| Records for processing |
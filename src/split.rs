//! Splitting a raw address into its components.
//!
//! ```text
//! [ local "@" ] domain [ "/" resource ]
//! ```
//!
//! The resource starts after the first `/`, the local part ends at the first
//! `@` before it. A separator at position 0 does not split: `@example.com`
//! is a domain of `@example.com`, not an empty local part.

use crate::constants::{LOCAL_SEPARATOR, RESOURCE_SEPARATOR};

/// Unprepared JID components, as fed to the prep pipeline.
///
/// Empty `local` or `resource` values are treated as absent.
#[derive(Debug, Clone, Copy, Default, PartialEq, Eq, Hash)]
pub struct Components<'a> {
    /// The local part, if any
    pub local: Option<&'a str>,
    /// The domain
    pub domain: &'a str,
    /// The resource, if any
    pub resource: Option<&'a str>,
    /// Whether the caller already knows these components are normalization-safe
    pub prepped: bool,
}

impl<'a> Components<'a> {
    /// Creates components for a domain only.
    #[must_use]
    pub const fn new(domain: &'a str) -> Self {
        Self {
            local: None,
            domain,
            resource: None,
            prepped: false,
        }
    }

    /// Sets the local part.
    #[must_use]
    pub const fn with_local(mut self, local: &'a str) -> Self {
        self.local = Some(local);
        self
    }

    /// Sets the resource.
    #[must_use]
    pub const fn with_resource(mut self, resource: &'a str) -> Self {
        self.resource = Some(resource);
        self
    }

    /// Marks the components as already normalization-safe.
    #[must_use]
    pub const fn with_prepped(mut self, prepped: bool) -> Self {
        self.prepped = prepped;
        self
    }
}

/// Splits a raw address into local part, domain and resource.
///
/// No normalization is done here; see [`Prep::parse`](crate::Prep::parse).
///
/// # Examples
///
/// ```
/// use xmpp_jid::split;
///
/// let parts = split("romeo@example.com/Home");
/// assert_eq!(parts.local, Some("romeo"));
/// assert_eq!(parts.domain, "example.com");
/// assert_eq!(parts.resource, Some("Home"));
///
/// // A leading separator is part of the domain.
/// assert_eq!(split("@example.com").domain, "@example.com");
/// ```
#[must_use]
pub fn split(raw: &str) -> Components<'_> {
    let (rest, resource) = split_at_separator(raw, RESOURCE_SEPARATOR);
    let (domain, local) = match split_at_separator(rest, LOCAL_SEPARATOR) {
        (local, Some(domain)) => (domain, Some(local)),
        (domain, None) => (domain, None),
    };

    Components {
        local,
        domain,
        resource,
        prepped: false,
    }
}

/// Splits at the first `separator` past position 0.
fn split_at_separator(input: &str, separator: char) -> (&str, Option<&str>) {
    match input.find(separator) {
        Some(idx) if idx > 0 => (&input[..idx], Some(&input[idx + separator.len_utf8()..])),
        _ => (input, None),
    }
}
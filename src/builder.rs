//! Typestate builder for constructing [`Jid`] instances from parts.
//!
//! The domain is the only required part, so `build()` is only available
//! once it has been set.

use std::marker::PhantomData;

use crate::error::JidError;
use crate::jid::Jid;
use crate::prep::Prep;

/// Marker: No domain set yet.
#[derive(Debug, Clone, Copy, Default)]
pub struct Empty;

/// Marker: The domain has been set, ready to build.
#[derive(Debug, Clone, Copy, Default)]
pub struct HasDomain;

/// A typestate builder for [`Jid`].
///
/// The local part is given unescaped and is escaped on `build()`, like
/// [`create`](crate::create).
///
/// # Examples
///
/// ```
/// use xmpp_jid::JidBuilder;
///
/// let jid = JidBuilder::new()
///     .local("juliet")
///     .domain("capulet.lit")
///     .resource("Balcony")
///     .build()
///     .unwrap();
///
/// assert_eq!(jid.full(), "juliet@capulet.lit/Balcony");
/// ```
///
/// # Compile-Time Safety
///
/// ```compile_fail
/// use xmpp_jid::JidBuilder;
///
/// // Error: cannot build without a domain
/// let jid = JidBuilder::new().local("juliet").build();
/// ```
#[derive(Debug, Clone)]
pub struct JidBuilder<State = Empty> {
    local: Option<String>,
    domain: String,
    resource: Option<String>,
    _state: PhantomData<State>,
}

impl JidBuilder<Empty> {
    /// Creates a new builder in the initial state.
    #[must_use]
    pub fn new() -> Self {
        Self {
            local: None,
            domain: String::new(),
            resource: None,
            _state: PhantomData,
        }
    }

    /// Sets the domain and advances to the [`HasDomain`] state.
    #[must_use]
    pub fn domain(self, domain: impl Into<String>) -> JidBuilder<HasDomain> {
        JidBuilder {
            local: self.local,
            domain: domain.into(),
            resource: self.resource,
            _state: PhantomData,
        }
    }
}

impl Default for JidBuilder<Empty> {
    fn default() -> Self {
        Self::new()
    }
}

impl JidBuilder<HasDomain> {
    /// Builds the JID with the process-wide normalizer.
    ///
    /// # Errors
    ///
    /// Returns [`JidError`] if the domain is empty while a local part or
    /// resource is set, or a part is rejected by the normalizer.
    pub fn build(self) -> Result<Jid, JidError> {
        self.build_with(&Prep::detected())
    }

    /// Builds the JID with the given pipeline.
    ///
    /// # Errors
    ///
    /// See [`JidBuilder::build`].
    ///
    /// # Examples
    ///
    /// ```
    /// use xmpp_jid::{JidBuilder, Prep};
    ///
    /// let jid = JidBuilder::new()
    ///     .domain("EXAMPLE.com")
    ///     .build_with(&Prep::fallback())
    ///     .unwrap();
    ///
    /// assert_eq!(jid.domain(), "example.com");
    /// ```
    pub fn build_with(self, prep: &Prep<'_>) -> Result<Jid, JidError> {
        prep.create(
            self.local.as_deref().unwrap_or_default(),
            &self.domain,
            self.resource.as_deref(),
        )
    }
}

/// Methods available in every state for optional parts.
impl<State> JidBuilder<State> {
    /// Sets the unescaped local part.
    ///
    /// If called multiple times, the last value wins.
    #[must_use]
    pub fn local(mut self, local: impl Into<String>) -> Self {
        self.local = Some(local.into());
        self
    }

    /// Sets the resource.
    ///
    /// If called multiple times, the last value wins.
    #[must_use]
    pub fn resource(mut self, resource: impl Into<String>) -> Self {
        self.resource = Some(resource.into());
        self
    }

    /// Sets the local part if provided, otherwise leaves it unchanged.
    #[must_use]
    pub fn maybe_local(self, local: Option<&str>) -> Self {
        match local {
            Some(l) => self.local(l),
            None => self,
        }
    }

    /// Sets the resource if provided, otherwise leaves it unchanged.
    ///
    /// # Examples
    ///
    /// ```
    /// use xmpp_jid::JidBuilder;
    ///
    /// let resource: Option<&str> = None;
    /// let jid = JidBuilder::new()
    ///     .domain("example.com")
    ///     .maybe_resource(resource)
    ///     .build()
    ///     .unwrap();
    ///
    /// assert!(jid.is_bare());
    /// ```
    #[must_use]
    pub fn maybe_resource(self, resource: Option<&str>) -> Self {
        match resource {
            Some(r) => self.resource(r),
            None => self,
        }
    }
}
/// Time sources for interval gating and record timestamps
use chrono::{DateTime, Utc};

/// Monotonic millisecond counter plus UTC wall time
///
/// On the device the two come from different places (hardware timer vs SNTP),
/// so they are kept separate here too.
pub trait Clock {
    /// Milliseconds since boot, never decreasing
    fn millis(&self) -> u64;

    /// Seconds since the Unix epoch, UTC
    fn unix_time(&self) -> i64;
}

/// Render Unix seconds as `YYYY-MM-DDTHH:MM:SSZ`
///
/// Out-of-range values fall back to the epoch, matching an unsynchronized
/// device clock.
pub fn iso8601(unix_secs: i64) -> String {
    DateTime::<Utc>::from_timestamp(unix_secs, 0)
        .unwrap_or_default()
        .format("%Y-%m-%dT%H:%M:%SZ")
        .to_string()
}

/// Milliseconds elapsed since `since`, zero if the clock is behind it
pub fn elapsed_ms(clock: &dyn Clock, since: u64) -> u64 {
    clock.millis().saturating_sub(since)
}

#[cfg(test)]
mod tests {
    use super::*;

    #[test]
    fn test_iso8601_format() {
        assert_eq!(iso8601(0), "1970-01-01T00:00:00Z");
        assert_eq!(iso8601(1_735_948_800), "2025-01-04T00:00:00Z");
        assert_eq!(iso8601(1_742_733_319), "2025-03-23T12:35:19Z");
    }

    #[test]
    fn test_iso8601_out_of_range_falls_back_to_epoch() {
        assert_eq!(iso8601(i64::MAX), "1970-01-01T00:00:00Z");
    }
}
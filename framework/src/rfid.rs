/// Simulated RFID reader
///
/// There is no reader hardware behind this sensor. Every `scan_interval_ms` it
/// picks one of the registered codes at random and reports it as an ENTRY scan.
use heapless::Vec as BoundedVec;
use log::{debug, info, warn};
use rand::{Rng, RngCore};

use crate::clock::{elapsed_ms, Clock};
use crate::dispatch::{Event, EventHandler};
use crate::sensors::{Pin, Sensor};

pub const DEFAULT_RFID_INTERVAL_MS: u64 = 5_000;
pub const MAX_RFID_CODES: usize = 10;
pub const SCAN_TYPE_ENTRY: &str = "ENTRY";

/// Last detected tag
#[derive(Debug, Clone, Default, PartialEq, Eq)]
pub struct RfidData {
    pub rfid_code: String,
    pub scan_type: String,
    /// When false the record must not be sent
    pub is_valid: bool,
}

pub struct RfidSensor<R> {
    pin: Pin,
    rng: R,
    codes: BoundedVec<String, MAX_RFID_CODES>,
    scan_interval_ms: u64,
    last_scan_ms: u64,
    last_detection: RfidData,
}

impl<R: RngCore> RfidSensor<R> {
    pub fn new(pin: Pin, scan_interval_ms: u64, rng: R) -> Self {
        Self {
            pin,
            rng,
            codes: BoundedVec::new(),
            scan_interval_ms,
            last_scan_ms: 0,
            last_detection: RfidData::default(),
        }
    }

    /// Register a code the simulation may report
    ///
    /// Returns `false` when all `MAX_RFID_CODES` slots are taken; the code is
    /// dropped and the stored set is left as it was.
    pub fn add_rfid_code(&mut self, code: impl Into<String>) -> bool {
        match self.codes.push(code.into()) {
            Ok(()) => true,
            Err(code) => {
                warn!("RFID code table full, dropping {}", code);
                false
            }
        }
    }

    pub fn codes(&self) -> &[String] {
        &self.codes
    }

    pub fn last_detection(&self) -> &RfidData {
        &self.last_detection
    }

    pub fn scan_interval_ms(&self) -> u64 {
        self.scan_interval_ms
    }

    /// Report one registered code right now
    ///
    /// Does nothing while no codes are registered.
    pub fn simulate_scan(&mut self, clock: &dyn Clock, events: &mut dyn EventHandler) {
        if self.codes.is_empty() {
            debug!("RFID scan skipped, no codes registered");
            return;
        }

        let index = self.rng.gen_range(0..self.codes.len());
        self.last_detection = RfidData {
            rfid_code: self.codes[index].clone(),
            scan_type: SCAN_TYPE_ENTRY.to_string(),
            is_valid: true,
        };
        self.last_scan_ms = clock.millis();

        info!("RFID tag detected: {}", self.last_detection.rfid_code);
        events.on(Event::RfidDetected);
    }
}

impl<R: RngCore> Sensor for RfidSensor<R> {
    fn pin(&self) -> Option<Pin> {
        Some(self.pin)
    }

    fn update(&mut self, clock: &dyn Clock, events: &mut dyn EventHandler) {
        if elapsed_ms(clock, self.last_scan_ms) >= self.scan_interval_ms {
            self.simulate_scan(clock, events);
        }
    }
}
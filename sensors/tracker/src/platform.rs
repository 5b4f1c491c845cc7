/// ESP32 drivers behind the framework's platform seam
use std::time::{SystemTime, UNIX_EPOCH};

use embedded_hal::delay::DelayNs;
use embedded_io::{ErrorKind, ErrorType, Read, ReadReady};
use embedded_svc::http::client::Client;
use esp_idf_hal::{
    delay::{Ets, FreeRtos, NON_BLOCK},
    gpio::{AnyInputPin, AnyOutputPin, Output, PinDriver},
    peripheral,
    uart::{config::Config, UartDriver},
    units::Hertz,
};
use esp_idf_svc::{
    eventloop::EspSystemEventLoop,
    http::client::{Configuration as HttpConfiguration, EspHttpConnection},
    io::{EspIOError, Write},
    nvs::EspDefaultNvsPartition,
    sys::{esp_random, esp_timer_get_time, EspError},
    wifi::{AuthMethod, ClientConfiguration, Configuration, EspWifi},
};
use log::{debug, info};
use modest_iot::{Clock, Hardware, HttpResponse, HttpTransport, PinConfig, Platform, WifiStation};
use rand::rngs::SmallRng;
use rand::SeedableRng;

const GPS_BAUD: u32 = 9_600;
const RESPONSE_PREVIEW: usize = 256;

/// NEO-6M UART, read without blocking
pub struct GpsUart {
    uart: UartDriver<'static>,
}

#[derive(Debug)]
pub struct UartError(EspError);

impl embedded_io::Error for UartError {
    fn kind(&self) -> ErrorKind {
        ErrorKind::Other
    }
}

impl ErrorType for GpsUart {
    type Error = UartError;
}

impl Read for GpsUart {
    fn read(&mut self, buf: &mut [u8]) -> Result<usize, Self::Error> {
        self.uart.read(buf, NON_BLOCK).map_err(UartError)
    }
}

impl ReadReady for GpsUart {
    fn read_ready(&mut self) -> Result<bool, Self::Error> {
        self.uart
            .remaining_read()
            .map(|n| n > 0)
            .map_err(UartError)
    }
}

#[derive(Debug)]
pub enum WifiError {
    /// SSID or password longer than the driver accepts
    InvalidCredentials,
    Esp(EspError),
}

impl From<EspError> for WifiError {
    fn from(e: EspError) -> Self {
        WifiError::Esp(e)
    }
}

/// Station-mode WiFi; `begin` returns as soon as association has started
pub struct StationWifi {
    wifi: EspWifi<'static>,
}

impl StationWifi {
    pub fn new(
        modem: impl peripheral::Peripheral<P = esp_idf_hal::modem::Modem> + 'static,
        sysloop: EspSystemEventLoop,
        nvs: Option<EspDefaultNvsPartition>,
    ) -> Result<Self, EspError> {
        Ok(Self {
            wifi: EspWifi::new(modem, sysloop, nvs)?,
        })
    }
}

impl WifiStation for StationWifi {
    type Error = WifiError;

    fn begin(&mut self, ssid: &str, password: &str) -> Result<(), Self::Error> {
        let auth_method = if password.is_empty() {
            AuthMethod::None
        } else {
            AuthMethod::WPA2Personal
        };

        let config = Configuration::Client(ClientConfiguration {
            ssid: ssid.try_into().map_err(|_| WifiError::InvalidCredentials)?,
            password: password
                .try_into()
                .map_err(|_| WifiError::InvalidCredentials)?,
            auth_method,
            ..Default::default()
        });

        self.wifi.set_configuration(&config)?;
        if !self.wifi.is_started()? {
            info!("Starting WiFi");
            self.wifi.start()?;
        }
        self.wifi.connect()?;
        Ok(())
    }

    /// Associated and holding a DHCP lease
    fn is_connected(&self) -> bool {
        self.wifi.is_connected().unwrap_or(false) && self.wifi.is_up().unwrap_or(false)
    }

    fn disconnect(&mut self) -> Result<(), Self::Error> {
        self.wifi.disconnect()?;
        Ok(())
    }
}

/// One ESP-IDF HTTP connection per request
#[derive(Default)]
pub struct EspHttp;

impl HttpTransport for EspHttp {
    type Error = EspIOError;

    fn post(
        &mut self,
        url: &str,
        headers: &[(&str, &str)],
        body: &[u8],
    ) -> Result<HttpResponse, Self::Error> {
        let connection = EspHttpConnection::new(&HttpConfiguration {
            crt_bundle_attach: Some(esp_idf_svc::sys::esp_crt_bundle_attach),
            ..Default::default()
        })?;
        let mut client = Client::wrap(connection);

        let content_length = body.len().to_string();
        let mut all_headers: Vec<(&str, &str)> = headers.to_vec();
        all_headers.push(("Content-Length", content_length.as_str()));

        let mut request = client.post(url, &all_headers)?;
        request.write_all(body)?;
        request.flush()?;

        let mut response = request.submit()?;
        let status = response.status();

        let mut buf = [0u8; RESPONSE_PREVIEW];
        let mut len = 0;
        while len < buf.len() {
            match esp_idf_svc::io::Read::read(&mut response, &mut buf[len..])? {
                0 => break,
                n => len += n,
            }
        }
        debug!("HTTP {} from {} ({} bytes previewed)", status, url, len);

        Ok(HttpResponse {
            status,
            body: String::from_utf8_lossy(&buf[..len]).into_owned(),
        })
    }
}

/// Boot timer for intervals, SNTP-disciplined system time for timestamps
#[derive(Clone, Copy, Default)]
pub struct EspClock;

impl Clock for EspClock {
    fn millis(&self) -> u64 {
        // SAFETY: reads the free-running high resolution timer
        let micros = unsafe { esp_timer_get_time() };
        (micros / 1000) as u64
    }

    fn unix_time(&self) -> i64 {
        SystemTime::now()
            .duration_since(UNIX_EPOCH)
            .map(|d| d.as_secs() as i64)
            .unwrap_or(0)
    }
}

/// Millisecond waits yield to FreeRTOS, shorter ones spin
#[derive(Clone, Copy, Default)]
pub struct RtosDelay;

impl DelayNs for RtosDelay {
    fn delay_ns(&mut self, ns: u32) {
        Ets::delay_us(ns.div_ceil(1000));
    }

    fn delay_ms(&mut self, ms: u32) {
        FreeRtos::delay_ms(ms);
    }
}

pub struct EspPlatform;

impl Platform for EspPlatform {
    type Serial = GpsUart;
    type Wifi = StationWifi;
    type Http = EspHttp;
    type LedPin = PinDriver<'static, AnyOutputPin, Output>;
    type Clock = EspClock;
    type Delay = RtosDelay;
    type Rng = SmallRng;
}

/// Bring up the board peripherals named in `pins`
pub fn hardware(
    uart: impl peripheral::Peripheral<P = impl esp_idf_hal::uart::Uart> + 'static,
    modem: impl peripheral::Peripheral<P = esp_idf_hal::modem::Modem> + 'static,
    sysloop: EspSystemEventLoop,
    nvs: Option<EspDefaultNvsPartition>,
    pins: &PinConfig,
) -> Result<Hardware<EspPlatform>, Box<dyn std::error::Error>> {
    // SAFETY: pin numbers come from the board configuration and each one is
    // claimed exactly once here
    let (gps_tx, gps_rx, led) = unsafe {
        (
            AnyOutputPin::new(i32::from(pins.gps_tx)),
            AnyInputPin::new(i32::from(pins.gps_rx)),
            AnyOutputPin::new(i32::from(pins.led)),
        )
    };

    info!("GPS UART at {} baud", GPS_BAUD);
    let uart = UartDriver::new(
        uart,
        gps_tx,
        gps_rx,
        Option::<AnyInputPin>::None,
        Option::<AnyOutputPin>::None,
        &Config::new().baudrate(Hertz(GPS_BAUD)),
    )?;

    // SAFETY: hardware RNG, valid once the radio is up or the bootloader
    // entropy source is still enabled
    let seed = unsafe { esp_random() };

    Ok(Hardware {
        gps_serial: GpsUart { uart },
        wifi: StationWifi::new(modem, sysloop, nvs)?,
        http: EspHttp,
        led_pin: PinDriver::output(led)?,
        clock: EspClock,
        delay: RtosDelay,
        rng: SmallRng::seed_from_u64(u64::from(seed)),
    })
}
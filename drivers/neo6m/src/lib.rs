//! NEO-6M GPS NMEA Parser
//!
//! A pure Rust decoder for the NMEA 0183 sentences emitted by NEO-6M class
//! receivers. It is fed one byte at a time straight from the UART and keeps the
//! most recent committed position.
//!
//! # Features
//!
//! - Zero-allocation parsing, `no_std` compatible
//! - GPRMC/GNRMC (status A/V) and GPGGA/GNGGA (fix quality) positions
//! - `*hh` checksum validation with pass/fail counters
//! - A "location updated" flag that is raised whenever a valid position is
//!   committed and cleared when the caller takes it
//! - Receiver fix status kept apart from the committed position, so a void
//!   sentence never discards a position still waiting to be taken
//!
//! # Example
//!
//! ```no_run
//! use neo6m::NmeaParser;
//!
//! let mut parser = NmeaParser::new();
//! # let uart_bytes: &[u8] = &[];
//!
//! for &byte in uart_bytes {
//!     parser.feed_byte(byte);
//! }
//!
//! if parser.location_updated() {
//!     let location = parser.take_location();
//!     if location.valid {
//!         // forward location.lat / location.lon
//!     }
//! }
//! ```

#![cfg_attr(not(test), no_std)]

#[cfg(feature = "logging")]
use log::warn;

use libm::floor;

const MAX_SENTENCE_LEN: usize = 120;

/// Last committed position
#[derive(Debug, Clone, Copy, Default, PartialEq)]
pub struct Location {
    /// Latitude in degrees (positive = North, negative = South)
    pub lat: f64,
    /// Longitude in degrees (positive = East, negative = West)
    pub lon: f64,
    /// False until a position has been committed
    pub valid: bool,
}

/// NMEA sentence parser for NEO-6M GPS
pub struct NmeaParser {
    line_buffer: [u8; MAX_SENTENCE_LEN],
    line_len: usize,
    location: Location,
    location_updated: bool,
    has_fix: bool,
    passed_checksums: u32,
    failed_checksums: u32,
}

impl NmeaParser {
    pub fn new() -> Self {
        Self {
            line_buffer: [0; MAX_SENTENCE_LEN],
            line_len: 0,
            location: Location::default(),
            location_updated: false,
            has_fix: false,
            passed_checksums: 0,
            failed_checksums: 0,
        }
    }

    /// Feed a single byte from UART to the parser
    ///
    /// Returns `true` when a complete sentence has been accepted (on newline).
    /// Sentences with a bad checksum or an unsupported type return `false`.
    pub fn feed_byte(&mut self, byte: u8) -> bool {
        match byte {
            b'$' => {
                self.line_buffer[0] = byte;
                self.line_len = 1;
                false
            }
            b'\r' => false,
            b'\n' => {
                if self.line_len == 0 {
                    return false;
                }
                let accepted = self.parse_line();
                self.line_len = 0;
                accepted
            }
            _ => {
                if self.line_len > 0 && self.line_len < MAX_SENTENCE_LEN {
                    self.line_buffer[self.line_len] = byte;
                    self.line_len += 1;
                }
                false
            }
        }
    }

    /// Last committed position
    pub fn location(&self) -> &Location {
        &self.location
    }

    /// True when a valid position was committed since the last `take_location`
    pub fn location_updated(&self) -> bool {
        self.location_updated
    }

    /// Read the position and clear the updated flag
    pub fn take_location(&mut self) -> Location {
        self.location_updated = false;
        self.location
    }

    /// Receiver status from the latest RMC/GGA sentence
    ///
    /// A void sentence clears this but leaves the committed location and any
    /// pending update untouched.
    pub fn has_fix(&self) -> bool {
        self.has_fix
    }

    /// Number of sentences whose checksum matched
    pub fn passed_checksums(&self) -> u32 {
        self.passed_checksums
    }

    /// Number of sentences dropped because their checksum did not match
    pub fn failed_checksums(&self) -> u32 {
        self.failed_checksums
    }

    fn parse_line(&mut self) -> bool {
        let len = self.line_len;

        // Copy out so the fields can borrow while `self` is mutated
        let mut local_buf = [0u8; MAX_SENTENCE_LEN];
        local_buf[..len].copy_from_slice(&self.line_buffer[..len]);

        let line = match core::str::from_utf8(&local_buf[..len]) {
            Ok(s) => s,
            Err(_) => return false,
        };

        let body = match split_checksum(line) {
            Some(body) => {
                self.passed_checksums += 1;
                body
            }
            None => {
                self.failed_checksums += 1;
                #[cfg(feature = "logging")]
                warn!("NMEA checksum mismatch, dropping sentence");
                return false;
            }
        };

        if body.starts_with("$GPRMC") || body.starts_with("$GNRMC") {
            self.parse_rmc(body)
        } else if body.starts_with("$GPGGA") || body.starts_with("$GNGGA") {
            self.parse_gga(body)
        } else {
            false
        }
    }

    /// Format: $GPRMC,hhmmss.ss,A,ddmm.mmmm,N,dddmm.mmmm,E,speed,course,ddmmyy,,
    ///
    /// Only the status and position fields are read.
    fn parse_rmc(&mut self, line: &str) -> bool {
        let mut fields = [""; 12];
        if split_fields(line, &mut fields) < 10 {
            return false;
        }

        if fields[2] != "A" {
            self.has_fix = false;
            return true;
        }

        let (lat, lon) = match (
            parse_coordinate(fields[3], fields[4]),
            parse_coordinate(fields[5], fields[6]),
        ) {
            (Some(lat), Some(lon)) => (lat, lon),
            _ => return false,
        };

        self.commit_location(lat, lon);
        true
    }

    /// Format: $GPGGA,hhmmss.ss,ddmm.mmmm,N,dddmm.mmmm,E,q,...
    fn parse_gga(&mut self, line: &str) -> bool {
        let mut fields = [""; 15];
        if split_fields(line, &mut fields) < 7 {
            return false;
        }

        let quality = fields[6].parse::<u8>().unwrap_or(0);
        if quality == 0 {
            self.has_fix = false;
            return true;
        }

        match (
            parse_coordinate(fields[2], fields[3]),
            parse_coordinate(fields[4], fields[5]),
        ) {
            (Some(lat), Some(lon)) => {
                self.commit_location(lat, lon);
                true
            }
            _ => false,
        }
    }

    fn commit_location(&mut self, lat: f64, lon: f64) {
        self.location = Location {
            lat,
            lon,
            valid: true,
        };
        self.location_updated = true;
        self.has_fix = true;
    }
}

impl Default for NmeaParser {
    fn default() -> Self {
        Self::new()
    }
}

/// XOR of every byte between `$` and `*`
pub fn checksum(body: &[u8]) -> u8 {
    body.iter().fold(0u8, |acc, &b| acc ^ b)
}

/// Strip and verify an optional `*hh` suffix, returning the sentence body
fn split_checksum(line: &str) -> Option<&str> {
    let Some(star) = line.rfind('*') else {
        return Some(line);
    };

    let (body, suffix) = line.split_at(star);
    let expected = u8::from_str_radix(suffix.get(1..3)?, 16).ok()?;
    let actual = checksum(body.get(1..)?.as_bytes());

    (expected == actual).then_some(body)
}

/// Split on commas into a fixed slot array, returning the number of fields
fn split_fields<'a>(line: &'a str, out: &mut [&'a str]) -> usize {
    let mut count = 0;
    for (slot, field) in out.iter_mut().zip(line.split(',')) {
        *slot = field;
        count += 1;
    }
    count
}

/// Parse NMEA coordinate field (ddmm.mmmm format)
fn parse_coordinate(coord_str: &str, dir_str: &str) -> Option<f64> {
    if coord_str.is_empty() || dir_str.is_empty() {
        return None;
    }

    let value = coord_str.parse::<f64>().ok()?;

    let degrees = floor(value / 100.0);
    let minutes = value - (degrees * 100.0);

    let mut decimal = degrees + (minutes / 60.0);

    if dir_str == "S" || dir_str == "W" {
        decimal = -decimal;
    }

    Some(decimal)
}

| Required action |
Repeat exactly the lines of the listing from its first line through the line that holds "empty local part.". Nothing else should appear.

| Exercise response |
filename src/split.rs
//! Splitting a raw address into its components.
//!
//! ```text
//! [ local "@" ] domain [ "/" resource ]
//! ```
//!
//! The resource starts after the first `/`, the local part ends at the first
//! `@` before it. A separator at position 0 does not split: `@example.com`
//! is a domain of `@example.com`, not an empty local part.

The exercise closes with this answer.